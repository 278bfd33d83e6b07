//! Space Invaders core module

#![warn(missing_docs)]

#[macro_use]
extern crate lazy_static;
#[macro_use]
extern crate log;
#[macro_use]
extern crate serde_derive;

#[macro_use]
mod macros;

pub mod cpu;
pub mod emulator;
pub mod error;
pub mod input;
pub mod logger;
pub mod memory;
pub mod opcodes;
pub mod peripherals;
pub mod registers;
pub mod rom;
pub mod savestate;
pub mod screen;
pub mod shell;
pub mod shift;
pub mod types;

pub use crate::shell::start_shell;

________________________

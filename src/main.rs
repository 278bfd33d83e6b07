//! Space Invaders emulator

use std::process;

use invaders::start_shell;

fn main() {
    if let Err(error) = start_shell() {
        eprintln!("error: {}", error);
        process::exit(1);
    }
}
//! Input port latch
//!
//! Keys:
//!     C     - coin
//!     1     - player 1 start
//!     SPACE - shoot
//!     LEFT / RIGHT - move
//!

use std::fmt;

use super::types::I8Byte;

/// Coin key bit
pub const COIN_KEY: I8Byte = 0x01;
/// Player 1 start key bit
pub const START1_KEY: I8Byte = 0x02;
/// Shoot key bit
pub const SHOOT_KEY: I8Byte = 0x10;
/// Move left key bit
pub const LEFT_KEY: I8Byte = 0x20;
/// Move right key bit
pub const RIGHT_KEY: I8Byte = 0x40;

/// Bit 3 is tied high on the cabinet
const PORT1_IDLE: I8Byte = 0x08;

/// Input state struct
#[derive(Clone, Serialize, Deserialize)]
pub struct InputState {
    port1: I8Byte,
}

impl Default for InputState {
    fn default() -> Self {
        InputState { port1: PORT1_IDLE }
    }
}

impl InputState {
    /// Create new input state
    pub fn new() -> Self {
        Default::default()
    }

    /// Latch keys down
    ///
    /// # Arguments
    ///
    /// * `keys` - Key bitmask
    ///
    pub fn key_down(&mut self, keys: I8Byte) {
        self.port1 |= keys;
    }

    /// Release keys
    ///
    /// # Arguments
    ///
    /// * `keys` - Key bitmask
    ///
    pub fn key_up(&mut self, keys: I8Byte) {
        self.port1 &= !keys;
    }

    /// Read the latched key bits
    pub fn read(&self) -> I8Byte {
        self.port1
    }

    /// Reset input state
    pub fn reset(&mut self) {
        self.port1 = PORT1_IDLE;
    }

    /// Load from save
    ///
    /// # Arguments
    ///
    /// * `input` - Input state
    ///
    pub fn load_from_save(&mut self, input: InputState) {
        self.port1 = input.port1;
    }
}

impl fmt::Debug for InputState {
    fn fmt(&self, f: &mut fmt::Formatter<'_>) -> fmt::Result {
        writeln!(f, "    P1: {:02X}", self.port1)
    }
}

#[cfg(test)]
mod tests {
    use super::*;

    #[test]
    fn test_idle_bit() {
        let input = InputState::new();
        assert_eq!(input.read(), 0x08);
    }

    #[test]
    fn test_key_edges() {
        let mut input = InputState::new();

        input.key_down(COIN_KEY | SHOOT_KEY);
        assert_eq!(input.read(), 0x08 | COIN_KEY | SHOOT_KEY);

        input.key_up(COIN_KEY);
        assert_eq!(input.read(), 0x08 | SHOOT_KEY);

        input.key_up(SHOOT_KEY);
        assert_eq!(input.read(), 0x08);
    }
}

________________________

§ Task item
Find the word "types" in the entries above, then copy each line that holds it.

§ Response to this exercise
pub mod types;
use super::types::I8Byte;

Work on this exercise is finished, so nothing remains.